Friday, May 6, 2016

Jesse Tyler Ferguson is fully engaged in 'Fully Committed'

I really enjoyed the first half hour of Fully Committed, Becky Mode’s one-man play featuring Jess Tyler Ferguson as Sam Callaghan, an actor working as a reservations manager at “a world-renowned, ridiculously red-hot Manhattan restaurant.” It was the remaining hour that bored me as the same jokes were repeated over and over in what is really a long “Saturday Night Live” type skit than a play.

Under the direction of Jason Moore, Ferguson, a theatre veteran well known now for his role on “Modern Family,” plays more than 40 characters, mostly callers desperately trying to get reservations or others who work at the restaurant where dinner prices range between $250 and $350 a person and which bills its food as “molecular gastronomy.” Among the offering for one night are “crispy deer lichen atop a slowly deflating scent-filled pillow, dusted with edible dirt, smoked cuttlefish risotto in a cloud of dry ice infused with pipe tobacco and nitro-frozen shaved foie gras enshrouded in a liquid chicken-filled orb.”

Sam works nonstop, pushing buttons to answer the phone, listening to desperate pleadings, putting callers on hold, checking computerized schedules and darting across the room to deal with the diva chef on another line. Ferguson handles the part with the right level of intensity and humor. I only wish he had had a more developed play with which to work.

One of the funniest callers was Bryce, Gwyneth Paltrow’s personal assistant, whom Ferguson portrays in an extremely gay voice (actually many of his characters sound a bit like gay men, even a southern woman). Paltrow strikes me as one of the more self-involved of the Hollywood set, and Bryce’s requests reflect that. He says Gwyneth wants to come in this weekend — the restaurant is always booked three months in advance, hence the title fully committed — and wants a “round, freestanding table,” no legumes, a male-only waitstaff, “an all-vegan tasting menu that’s a locally-sourced, no-fat, no-salt, no-dairy, no-sugar, no-chicken, no-meat, no-fish, no-soy, no- rice, no-foam, no-corn tasting menu for 15, okay?”

This is in Bryce’s first call. Several more with Paltrow’s queenly demands are made and are funny in their narcissistic precision. Bryce calls back later to say, “When Gwyneth was in last time, she found the lighting a little harsh, so if table 17 is too close to the sconce, rather than change tables, what she’d like to do is change bulbs, from whatever it is you’re using to something a little softer, which we would be more than happy to supply. . . Sam, don’t worry! I’ll send my assistant over and we’ll take care of it. . . His name is Tasha and I’ll have him run over with some Edison bulbs at like 5:00.”

It’s a delightful mocking of today’s shallow celebrities. Among the other A-listers with reservations or hoping to get them are Malcolm Gladwell, Helen Mirren and Diane Sawyer.

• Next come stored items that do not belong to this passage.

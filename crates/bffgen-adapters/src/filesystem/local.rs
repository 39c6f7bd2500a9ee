//! Local filesystem adapter using std::fs.

use std::fs::{self, File};
use std::io::{self, Write};
use std::path::{Path, PathBuf};

use tracing::debug;

use bffgen_core::{
    application::{ApplicationError, ports::Filesystem},
    error::{BffgenError, BffgenResult},
};

/// Production filesystem implementation using `std::fs`.
///
/// Writes land in a temporary file next to the destination and are then
/// renamed over it, so a crash mid-write never leaves a truncated file.
#[derive(Debug, Clone, Copy)]
pub struct LocalFilesystem;

impl LocalFilesystem {
    /// Create a new local filesystem adapter.
    pub fn new() -> Self {
        Self
    }
}

impl Default for LocalFilesystem {
    fn default() -> Self {
        Self::new()
    }
}

impl Filesystem for LocalFilesystem {
    fn read_to_string(&self, path: &Path) -> BffgenResult<Option<String>> {
        match fs::read_to_string(path) {
            Ok(content) => Ok(Some(content)),
            Err(e) if e.kind() == io::ErrorKind::NotFound => Ok(None),
            Err(e) => Err(ApplicationError::FileRead {
                path: path.to_path_buf(),
                reason: e.to_string(),
            }
            .into()),
        }
    }

    fn write_atomic(&self, path: &Path, content: &str) -> BffgenResult<()> {
        if let Some(parent) = path.parent().filter(|p| !p.as_os_str().is_empty()) {
            fs::create_dir_all(parent)
                .map_err(|e| write_error(path, e, "create parent directory"))?;
        }

        let tmp = temp_path(path);
        let result = (|| -> io::Result<()> {
            let mut file = File::create(&tmp)?;
            file.write_all(content.as_bytes())?;
            file.sync_all()?;
            fs::rename(&tmp, path)
        })();

        if let Err(e) = result {
            let _ = fs::remove_file(&tmp);
            return Err(write_error(path, e, "write file"));
        }
        debug!(path = %path.display(), bytes = content.len(), "File replaced");
        Ok(())
    }

    fn copy_file(&self, from: &Path, to: &Path) -> BffgenResult<()> {
        let copy = || -> io::Result<()> {
            if let Some(parent) = to.parent() {
                fs::create_dir_all(parent)?;
            }
            fs::copy(from, to).map(|_| ())
        };
        copy().map_err(|e| {
            ApplicationError::Backup {
                path: from.to_path_buf(),
                reason: format!("copy to {}: {e}", to.display()),
            }
            .into()
        })
    }

    fn list_files(&self, dir: &Path) -> BffgenResult<Vec<PathBuf>> {
        let entries = match fs::read_dir(dir) {
            Ok(entries) => entries,
            Err(e) if e.kind() == io::ErrorKind::NotFound => return Ok(Vec::new()),
            Err(e) => return Err(read_error(dir, e)),
        };
        let mut files = Vec::new();
        for entry in entries {
            let entry = entry.map_err(|e| read_error(dir, e))?;
            if entry.file_type().map_err(|e| read_error(dir, e))?.is_file() {
                files.push(entry.path());
            }
        }
        files.sort();
        Ok(files)
    }

    fn remove_file(&self, path: &Path) -> BffgenResult<()> {
        fs::remove_file(path).map_err(|e| write_error(path, e, "remove file"))
    }

    fn exists(&self, path: &Path) -> bool {
        path.exists()
    }
}

/// `dir/.name.<uuid>.tmp`, in the destination's directory so the final
/// rename never crosses filesystems.
fn temp_path(path: &Path) -> PathBuf {
    let name = path
        .file_name()
        .map(|n| n.to_string_lossy().into_owned())
        .unwrap_or_default();
    path.with_file_name(format!(".{name}.{}.tmp", uuid::Uuid::new_v4().simple()))
}

fn write_error(path: &Path, e: io::Error, operation: &str) -> BffgenError {
    ApplicationError::FileWrite {
        path: path.to_path_buf(),
        reason: format!("failed to {operation}: {e}"),
    }
    .into()
}

fn read_error(path: &Path, e: io::Error) -> BffgenError {
    ApplicationError::FileRead {
        path: path.to_path_buf(),
        reason: e.to_string(),
    }
    .into()
}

As if his job isn’t miserable enough with all its stress, Sam’s working environment is dismal, a basement office with exposed pipes, ancient filing cabinets and a metal table holding the ever-ringing phone. Derek McLane’s set is appropriately unappealing, making Sam’s “day job” seem even more like hell.

Fully Committed was first produced Off-Broadway in 1999. Mode, who based the play on her experience working in the high-end restaurant world, updated the script to reflect today’s foodie (I detest that word and all it stands for) culture and obsession with off-beat cuisine and status restaurants. It plays the Lyceum Theatre through July 24.